Read the records beneath this task and copy every line that contains the string "strings".

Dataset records
* * * * * * *
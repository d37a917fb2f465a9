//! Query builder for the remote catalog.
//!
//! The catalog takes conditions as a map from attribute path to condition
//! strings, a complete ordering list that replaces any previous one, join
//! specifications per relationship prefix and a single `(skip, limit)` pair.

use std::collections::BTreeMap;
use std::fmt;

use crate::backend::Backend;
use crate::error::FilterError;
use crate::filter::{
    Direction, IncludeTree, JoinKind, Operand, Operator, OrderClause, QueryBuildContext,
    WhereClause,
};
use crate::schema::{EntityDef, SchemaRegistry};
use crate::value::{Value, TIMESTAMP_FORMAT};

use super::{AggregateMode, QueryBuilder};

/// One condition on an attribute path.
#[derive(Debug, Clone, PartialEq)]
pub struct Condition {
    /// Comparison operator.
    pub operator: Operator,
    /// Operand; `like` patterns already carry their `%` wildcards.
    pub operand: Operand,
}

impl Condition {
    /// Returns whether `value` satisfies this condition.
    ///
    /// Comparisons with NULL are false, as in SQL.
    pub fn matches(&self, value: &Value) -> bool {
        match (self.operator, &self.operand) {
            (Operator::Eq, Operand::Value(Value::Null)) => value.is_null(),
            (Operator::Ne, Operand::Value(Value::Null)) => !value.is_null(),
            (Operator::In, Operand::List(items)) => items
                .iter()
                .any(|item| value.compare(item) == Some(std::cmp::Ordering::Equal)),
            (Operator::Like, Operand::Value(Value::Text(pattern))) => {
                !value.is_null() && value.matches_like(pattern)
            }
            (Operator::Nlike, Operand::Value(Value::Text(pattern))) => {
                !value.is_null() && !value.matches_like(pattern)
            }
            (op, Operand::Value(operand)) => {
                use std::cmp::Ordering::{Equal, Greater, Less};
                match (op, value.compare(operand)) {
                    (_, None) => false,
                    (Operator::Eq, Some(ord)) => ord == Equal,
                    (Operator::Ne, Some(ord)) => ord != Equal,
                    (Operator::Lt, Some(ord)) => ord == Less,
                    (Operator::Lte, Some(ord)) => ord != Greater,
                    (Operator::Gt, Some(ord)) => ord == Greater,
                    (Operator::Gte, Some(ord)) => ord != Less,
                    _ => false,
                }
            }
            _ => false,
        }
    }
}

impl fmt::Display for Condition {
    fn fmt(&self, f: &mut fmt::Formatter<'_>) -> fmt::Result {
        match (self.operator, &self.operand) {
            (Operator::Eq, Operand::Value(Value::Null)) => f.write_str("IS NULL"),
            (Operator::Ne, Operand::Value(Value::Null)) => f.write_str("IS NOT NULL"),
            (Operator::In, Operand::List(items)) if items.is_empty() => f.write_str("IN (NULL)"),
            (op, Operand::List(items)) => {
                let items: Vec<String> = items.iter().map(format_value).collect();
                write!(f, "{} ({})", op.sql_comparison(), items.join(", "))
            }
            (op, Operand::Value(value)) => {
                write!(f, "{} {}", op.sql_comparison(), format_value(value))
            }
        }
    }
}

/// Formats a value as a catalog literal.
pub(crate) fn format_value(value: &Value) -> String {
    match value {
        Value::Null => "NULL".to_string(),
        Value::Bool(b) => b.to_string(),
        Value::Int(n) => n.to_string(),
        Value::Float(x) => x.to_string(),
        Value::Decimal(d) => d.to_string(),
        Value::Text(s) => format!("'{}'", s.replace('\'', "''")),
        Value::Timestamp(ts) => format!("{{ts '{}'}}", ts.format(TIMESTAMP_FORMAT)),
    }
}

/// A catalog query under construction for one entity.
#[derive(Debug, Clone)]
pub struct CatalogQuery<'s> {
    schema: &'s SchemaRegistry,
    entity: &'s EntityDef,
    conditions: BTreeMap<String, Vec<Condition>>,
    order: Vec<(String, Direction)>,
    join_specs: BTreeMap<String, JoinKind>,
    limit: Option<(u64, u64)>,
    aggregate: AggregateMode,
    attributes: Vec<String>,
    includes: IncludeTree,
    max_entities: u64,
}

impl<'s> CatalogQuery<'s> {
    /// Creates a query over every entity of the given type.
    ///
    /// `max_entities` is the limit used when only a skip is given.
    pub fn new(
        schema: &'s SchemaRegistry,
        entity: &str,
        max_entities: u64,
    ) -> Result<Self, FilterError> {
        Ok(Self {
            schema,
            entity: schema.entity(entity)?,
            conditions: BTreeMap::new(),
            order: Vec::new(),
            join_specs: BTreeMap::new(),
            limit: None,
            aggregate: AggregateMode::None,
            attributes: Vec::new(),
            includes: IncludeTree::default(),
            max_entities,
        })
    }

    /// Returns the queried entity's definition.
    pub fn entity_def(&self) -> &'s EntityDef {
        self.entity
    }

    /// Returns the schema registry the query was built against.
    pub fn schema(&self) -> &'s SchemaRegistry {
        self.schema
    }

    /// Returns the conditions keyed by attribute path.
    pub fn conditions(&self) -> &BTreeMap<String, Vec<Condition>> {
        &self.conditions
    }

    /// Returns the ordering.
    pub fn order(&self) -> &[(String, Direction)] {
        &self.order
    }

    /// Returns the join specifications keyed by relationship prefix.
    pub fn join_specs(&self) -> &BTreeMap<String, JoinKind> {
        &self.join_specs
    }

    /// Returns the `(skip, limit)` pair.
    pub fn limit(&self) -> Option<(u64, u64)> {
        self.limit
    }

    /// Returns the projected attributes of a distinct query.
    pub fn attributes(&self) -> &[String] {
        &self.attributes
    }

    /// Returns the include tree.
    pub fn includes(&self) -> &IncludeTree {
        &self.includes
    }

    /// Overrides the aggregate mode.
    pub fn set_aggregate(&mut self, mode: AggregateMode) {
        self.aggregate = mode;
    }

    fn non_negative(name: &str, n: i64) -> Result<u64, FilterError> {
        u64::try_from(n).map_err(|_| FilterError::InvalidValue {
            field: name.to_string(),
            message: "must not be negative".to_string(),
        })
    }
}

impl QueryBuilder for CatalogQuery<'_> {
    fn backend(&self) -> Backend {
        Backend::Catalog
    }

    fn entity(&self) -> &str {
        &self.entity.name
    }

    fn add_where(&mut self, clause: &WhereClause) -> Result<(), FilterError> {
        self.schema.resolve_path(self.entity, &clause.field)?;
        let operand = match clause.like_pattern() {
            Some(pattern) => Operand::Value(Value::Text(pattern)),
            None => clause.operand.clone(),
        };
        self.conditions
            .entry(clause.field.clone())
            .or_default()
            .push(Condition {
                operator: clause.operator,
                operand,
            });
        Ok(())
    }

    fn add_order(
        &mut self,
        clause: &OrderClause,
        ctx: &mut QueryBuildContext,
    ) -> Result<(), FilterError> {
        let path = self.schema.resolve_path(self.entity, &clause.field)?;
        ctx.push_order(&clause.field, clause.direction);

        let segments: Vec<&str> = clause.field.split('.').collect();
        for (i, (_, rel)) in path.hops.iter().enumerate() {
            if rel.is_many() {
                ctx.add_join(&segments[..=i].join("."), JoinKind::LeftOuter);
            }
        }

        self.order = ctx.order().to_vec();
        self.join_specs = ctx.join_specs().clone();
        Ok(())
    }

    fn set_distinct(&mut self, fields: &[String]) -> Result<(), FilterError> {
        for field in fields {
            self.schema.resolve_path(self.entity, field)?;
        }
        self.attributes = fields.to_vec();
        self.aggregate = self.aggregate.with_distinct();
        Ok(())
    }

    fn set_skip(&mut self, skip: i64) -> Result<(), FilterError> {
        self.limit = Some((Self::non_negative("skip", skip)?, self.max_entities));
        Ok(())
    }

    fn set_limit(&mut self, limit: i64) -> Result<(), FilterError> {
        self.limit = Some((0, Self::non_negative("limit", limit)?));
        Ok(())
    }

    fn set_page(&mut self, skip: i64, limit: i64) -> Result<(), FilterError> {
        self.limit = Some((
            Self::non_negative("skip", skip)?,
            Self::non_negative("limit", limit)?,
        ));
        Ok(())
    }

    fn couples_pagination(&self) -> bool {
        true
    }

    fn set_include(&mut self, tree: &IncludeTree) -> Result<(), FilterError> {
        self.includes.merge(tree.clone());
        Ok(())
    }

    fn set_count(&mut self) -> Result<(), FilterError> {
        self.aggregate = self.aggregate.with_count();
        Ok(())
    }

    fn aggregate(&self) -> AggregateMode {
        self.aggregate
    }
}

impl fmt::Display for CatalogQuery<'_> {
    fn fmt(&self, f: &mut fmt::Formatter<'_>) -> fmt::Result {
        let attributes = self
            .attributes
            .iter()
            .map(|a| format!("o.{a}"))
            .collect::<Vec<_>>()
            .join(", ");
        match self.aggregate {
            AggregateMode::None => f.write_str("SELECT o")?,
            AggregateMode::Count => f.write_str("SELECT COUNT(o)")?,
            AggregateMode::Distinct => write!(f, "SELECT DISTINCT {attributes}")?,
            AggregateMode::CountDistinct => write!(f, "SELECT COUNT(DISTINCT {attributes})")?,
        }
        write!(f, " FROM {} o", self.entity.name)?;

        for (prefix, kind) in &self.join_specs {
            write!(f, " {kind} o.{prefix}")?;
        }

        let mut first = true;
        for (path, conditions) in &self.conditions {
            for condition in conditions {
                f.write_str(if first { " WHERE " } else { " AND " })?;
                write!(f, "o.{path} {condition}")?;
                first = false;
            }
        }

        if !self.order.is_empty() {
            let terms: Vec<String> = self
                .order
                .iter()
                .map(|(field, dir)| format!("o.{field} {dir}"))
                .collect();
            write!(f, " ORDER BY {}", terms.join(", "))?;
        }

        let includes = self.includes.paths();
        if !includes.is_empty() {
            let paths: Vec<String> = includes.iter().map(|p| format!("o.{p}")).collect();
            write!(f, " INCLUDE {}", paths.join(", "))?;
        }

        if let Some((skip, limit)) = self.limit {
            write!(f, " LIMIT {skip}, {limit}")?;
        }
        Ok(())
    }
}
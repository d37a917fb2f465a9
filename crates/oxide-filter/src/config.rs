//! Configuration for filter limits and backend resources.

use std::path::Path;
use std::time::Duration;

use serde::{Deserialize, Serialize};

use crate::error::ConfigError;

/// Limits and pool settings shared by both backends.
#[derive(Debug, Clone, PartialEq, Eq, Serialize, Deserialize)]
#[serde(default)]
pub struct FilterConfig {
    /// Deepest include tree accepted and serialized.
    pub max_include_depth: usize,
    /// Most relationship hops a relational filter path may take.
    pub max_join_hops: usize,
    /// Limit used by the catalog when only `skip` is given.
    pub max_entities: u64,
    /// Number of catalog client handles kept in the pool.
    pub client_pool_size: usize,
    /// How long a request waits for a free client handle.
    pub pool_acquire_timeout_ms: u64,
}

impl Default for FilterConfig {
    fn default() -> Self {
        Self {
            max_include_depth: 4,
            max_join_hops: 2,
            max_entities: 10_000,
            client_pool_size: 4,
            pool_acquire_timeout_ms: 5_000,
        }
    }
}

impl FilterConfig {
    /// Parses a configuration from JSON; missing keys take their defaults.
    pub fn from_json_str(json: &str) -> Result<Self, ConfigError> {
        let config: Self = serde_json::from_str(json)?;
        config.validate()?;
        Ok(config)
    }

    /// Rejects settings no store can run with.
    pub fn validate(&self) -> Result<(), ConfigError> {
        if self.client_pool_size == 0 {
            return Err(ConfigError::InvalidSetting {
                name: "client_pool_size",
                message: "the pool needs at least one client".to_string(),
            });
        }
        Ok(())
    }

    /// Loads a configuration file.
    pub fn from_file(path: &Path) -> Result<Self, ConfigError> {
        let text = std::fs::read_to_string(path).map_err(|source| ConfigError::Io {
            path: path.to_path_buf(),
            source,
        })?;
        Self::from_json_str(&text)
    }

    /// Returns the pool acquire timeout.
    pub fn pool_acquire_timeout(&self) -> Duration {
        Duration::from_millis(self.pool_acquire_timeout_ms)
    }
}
* * * * * * *
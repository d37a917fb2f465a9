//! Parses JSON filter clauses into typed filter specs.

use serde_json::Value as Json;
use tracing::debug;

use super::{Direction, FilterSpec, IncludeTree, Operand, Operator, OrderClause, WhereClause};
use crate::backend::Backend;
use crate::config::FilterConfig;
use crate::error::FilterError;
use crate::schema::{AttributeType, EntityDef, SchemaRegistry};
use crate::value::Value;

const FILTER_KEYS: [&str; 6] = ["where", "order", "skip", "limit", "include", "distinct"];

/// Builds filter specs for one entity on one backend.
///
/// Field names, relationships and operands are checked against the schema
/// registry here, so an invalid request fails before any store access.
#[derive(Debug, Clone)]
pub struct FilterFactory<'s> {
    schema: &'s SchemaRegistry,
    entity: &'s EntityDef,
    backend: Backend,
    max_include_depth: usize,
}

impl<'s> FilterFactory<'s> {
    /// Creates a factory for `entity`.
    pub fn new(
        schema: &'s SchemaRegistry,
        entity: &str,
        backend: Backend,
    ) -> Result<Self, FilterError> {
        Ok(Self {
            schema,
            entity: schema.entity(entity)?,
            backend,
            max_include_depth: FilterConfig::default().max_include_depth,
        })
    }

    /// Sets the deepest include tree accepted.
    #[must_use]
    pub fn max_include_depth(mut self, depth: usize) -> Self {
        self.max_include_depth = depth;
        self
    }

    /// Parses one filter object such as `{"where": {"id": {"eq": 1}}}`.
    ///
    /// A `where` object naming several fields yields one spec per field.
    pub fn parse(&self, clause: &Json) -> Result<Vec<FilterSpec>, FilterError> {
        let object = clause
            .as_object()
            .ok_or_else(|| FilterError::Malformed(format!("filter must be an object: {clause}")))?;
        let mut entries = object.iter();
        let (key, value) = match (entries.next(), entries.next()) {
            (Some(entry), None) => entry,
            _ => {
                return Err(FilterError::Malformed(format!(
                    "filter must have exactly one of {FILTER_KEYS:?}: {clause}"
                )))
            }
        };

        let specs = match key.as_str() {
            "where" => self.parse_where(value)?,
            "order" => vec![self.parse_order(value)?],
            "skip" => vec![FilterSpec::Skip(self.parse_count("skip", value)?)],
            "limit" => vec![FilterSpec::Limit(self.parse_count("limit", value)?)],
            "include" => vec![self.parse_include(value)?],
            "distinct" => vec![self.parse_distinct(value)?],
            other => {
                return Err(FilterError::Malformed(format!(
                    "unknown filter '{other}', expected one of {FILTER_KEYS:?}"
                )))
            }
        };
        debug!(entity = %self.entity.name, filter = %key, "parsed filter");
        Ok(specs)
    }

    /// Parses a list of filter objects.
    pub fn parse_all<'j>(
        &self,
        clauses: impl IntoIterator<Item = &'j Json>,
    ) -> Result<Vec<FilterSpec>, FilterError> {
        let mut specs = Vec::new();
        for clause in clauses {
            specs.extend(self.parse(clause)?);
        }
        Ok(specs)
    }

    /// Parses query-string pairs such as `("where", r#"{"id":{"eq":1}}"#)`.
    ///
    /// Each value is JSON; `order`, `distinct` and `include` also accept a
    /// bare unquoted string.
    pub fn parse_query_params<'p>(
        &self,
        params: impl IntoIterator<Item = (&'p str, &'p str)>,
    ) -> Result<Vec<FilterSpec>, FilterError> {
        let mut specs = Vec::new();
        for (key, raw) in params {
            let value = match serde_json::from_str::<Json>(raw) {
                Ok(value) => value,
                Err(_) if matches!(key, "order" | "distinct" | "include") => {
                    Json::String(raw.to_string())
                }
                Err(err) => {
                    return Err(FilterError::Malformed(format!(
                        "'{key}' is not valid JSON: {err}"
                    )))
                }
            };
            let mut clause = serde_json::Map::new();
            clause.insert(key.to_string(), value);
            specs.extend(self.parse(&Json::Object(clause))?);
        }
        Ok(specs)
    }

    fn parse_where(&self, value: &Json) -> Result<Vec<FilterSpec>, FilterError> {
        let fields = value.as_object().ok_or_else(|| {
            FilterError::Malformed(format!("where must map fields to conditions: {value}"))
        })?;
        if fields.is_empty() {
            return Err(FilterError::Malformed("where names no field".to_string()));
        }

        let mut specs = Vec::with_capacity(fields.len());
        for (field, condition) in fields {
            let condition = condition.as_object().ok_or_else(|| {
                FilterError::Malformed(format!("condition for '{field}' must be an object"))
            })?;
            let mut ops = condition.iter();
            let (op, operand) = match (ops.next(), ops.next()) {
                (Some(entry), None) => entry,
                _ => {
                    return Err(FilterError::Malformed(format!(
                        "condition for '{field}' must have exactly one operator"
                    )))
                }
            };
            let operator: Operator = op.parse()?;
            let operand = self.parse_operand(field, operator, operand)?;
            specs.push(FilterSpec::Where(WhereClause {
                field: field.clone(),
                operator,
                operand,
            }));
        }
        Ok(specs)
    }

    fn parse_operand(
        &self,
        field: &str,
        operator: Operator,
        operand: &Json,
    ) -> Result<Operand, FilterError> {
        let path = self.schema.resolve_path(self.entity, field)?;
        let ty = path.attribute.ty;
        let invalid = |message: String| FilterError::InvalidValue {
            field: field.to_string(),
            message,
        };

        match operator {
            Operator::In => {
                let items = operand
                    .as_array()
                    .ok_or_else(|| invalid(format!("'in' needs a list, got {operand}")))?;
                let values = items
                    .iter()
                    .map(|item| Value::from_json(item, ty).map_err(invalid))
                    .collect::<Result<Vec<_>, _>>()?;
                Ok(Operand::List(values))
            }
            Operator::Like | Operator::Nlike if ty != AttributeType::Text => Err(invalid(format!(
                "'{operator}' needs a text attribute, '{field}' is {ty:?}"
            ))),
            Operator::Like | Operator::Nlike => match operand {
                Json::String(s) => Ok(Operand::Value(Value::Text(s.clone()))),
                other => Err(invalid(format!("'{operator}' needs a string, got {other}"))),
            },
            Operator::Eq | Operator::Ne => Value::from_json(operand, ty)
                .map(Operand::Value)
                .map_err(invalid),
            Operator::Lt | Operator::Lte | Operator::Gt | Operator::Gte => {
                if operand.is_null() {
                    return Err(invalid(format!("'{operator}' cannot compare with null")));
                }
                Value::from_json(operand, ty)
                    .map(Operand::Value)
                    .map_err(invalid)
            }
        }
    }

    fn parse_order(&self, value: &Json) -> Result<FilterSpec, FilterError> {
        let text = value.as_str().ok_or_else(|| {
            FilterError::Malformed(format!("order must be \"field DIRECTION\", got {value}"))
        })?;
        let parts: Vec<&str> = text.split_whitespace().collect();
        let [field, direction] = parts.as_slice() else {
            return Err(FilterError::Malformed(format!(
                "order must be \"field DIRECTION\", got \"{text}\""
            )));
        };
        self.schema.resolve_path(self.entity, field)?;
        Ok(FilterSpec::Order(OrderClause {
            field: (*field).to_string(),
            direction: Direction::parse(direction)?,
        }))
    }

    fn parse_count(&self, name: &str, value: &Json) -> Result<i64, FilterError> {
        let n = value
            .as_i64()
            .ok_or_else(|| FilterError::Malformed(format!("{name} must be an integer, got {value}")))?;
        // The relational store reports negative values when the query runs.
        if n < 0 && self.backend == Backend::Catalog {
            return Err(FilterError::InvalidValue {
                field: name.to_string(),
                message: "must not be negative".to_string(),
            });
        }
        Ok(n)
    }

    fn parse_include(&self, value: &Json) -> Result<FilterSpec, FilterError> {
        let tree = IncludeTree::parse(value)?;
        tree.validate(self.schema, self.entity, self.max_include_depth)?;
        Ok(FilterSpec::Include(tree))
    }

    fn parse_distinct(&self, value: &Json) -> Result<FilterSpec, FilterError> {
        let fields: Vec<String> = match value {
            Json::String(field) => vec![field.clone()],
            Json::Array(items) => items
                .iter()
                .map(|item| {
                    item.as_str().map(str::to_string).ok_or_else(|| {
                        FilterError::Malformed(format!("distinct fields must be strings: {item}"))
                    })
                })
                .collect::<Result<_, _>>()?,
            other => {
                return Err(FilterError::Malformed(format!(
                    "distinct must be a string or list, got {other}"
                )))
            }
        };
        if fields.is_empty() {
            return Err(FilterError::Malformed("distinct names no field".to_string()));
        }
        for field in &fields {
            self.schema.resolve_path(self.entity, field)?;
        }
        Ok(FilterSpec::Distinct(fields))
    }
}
* * * * * * *
• **ANSWER TO THIS PROBLEM**:
//! strings, a complete ordering list that replaces any previous one, join
                        FilterError::Malformed(format!("distinct fields must be strings: {item}"))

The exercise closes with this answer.